Later, she would learn that attention was his greatest trick.
At first, the lies were small. Harmless, almost charming.
“I’ve never brought anyone up here before,” he murmured on their third date, though the doorman greeted him with a wink and said, “Back again, Julian?”
“I don’t usually open up like this,” he told her one night, his fingers tracing circles on her wrist, though his stories felt practiced, polished smooth from repetition.
Mara noticed. She always noticed.
But she also noticed how gently he brushed her hair behind her ear. How he sent her songs at midnight. How he said her name as if it meant something rare.
She began to wonder if love was less about truth and more about intention. Maybe he didn’t mean to deceive. Maybe he was just afraid. Maybe if she loved him a little harder, a little better, the lies would fall away like old wallpaper.
The first real crack appeared on a Sunday afternoon.
They were in bed, sunlight striping the sheets, when her phone buzzed with a message from an unknown number.
You don’t know him, do you?
There was no signature. Just a photo attached … Julian at another rooftop, another night, his arm wrapped around a woman whose smile looked as hopeful as Mara’s once had.
When she confronted him, he didn’t deny it. He sighed, ran a hand through his perfect hair, and said, “It was before you. It didn’t mean anything.”
“But you said …”
“I know what I said.” He looked at her with wounded eyes. “Why are you trying to make me the villain?”
And there it was … the pivot. Suddenly she was apologising. Suddenly she was the one who had misunderstood.
He held her afterward, whispering, “You’re different. I just need time. Don’t give up on me.”
So she didn’t.
Mara began measuring her love like medicine. A little more patience. A little more forgiveness. A little more softness when his stories didn’t line up. If she could just love him enough, surely he would feel safe enough to stop performing.
But love, she discovered, is not a leash. It cannot tether someone who enjoys wandering.

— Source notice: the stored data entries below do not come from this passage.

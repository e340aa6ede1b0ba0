use crate::error::{DeckError, Result};
use crate::paths;
use serde::{Deserialize, Serialize};
use std::path::{Path, PathBuf};
use std::time::Duration;

/// Environment flag that turns on the assistant's multi-process team feature.
/// Read once at start-up and forwarded into spawned assistant processes.
pub const TEAMS_ENV: &str = "CLAUDE_CODE_EXPERIMENTAL_AGENT_TEAMS";

/// Environment variable carrying the team identifier into the assistant.
pub const TEAM_ENV: &str = "AGENT_DECK_TEAM";

/// Environment variable carrying the session name into the assistant.
pub const SESSION_ENV: &str = "AGENT_DECK_SESSION";

// ---------------------------------------------------------------------------
// DeckConfig
// ---------------------------------------------------------------------------

/// Global key/value configuration persisted at `<home>/config.yaml`.
#[derive(Debug, Clone, PartialEq, Serialize, Deserialize)]
pub struct DeckConfig {
    #[serde(default = "default_session_prefix")]
    pub session_prefix: String,
    #[serde(default)]
    pub coordinated_workers: bool,
    #[serde(default = "default_cache_repo")]
    pub cache_repo: String,
    #[serde(default = "default_cache_ttl_hours")]
    pub cache_ttl_hours: u64,
    #[serde(default = "default_lock_retries")]
    pub lock_retries: u32,
    #[serde(default = "default_lock_backoff_ms")]
    pub lock_backoff_ms: u64,
    #[serde(default = "default_assistant_command")]
    pub assistant_command: String,
    #[serde(default, skip_serializing_if = "Option::is_none")]
    pub tasks_root: Option<PathBuf>,
}

fn default_session_prefix() -> String {
    "deck-".to_string()
}

fn default_cache_repo() -> String {
    "https://github.com/hesreallyhim/awesome-claude-code.git".to_string()
}

fn default_cache_ttl_hours() -> u64 {
    24
}

fn default_lock_retries() -> u32 {
    10
}

fn default_lock_backoff_ms() -> u64 {
    500
}

fn default_assistant_command() -> String {
    "claude".to_string()
}

impl Default for DeckConfig {
    fn default() -> Self {
        Self {
            session_prefix: default_session_prefix(),
            coordinated_workers: false,
            cache_repo: default_cache_repo(),
            cache_ttl_hours: default_cache_ttl_hours(),
            lock_retries: default_lock_retries(),
            lock_backoff_ms: default_lock_backoff_ms(),
            assistant_command: default_assistant_command(),
            tasks_root: None,
        }
    }
}

impl DeckConfig {
    pub const KEYS: &'static [&'static str] = &[
        "session_prefix",
        "coordinated_workers",
        "cache_repo",
        "cache_ttl_hours",
        "lock_retries",
        "lock_backoff_ms",
        "assistant_command",
        "tasks_root",
    ];

    /// Load from `<home>/config.yaml`; a missing file yields the defaults.
    pub fn load(home: &Path) -> Result<Self> {
        let path = paths::config_path(home);
        if !path.exists() {
            return Ok(Self::default());
        }
        let data = std::fs::read_to_string(&path)?;
        if data.trim().is_empty() {
            return Ok(Self::default());
        }
        serde_yaml::from_str(&data).map_err(|e| DeckError::MalformedRecord {
            path,
            reason: e.to_string(),
        })
    }

    pub fn save(&self, home: &Path) -> Result<()> {
        let path = paths::config_path(home);
        let data = serde_yaml::to_string(self)?;
        crate::io::atomic_write(&path, data.as_bytes())
    }

    pub fn get(&self, key: &str) -> Result<String> {
        let value = match key {
            "session_prefix" => self.session_prefix.clone(),
            "coordinated_workers" => self.coordinated_workers.to_string(),
            "cache_repo" => self.cache_repo.clone(),
            "cache_ttl_hours" => self.cache_ttl_hours.to_string(),
            "lock_retries" => self.lock_retries.to_string(),
            "lock_backoff_ms" => self.lock_backoff_ms.to_string(),
            "assistant_command" => self.assistant_command.clone(),
            "tasks_root" => self
                .tasks_root
                .as_ref()
                .map(|p| p.display().to_string())
                .unwrap_or_default(),
            _ => return Err(unknown_key(key)),
        };
        Ok(value)
    }

    /// Set a key from its string form, validating the value for its type.
    pub fn set(&mut self, key: &str, value: &str) -> Result<()> {
        match key {
            "session_prefix" => {
                validate_prefix(value).map_err(|reason| invalid(key, value, reason))?;
                self.session_prefix = value.to_string();
            }
            "coordinated_workers" => {
                self.coordinated_workers =
                    parse_bool(value).ok_or_else(|| invalid(key, value, "expected true or false"))?;
            }
            "cache_repo" => {
                if value.trim().is_empty() {
                    return Err(invalid(key, value, "must not be empty"));
                }
                self.cache_repo = value.to_string();
            }
            "cache_ttl_hours" => self.cache_ttl_hours = parse_num(key, value)?,
            "lock_retries" => self.lock_retries = parse_num(key, value)?,
            "lock_backoff_ms" => self.lock_backoff_ms = parse_num(key, value)?,
            "assistant_command" => {
                if value.trim().is_empty() {
                    return Err(invalid(key, value, "must not be empty"));
                }
                self.assistant_command = value.to_string();
            }
            "tasks_root" => {
                self.tasks_root = if value.is_empty() {
                    None
                } else {
                    Some(PathBuf::from(value))
                };
            }
            _ => return Err(unknown_key(key)),
        }
        Ok(())
    }

    /// All keys with their current string values, in declaration order.
    pub fn entries(&self) -> Vec<(&'static str, String)> {
        Self::KEYS
            .iter()
            .map(|k| (*k, self.get(k).unwrap_or_default()))
            .collect()
    }
}

fn unknown_key(key: &str) -> DeckError {
    DeckError::UnknownConfigKey {
        key: key.to_string(),
        valid: DeckConfig::KEYS.join(", "),
    }
}

fn invalid(key: &str, value: &str, reason: &str) -> DeckError {
    DeckError::InvalidConfigValue {
        key: key.to_string(),
        value: value.to_string(),
        reason: reason.to_string(),
    }
}

/// Longest accepted session prefix; the rest of the name budget goes to
/// the project's directory name.
pub const MAX_PREFIX_LEN: usize = 32;

fn validate_prefix(value: &str) -> std::result::Result<(), &'static str> {
    if value.is_empty() {
        return Ok(());
    }
    if value.len() > MAX_PREFIX_LEN {
        return Err("must be at most 32 characters");
    }
    let lower_alnum = |c: char| c.is_ascii_lowercase() || c.is_ascii_digit();
    if !value.starts_with(lower_alnum) {
        return Err("must start with a lowercase letter or digit");
    }
    if !value.chars().all(|c| lower_alnum(c) || c == '-') {
        return Err("use lowercase letters, digits and '-'");
    }
    Ok(())
}

fn parse_num<T: std::str::FromStr>(key: &str, value: &str) -> Result<T> {
    value
        .trim()
        .parse()
        .map_err(|_| invalid(key, value, "expected a non-negative integer"))
}

pub fn parse_bool(value: &str) -> Option<bool> {
    match value.trim().to_ascii_lowercase().as_str() {
        "1" | "true" | "yes" | "on" => Some(true),
        "0" | "false" | "no" | "off" | "" => Some(false),
        _ => None,
    }
}

// ---------------------------------------------------------------------------
// Settings
// ---------------------------------------------------------------------------

/// Everything a command needs to know about its environment, resolved once
/// at process start and handed to each component.
#[derive(Debug, Clone)]
pub struct Settings {
    pub home: PathBuf,
    pub config: DeckConfig,
    /// Coordination requested through the environment, independent of config.
    pub teams_env: bool,
}

impl Settings {
    pub fn new(home: PathBuf, config: DeckConfig, teams_env: bool) -> Self {
        Self {
            home,
            config,
            teams_env,
        }
    }

    /// Load config from `home`. `teams_env` is the raw value of
    /// [`TEAMS_ENV`], if set.
    pub fn load(home: PathBuf, teams_env: Option<&str>) -> Result<Self> {
        let config = DeckConfig::load(&home)?;
        let teams_env = teams_env.and_then(parse_bool).unwrap_or(false);
        Ok(Self::new(home, config, teams_env))
    }

    pub fn coordination_enabled(&self) -> bool {
        self.teams_env || self.config.coordinated_workers
    }

    pub fn cache_dir(&self) -> PathBuf {
        paths::cache_dir(&self.home)
    }

    pub fn tasks_root(&self) -> PathBuf {
        self.config
            .tasks_root
            .clone()
            .unwrap_or_else(paths::default_tasks_root)
    }

    pub fn cache_ttl(&self) -> Duration {
        Duration::from_secs(self.config.cache_ttl_hours.saturating_mul(3600))
    }

    pub fn lock_backoff(&self) -> Duration {
        Duration::from_millis(self.config.lock_backoff_ms)
    }

    /// Create the data root and its record directories.
    pub fn ensure_dirs(&self) -> Result<()> {
        for dir in [
            self.home.clone(),
            paths::sessions_dir(&self.home),
            paths::collections_dir(&self.home),
            paths::cache_dir(&self.home),
        ] {
            crate::io::ensure_dir(&dir)?;
        }
        Ok(())
    }
}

The lies grew bolder. Whole evenings vanished from his memory. Names slipped from his phone screen before she could read them. He accused her of paranoia, of jealousy, of trying to cage him.
“You’re becoming dependent,” he said one night, sharp and cold. “You can’t expect me to be your whole world.”
She stared at him, stunned. She had only ever asked him to be honest.
It was then she realised something quiet and devastating: she had been asking the wrong question all along.
Not Can I love him enough to change him?
But Why do I believe I must?
On the night she left, there was no shouting. No broken glass. Julian stood in the doorway, beautiful as ever, confusion flickering across his face like a cloud over the sun.
“You’re overreacting,” he said softly. “We’re good together.”
She looked at him … the symmetry of his features, the careful vulnerability in his eyes. She felt the old pull, the dangerous tenderness.
“I think,” she said, surprised by the steadiness in her voice, “that I was in love with who you could be.”
“And who’s that?”
“Someone who doesn’t need to be managed.”
He laughed lightly, as if she’d made a small joke. “You’ll miss me.”
She probably would.
But as she stepped into the cool night air, something loosened inside her. The city lights no longer blinked nervously; they simply glowed. She understood, finally, that love is not meant to tame deceit. It is meant to meet honesty and grow there.
A little more love would not have saved them.
But a little more love for herself just might.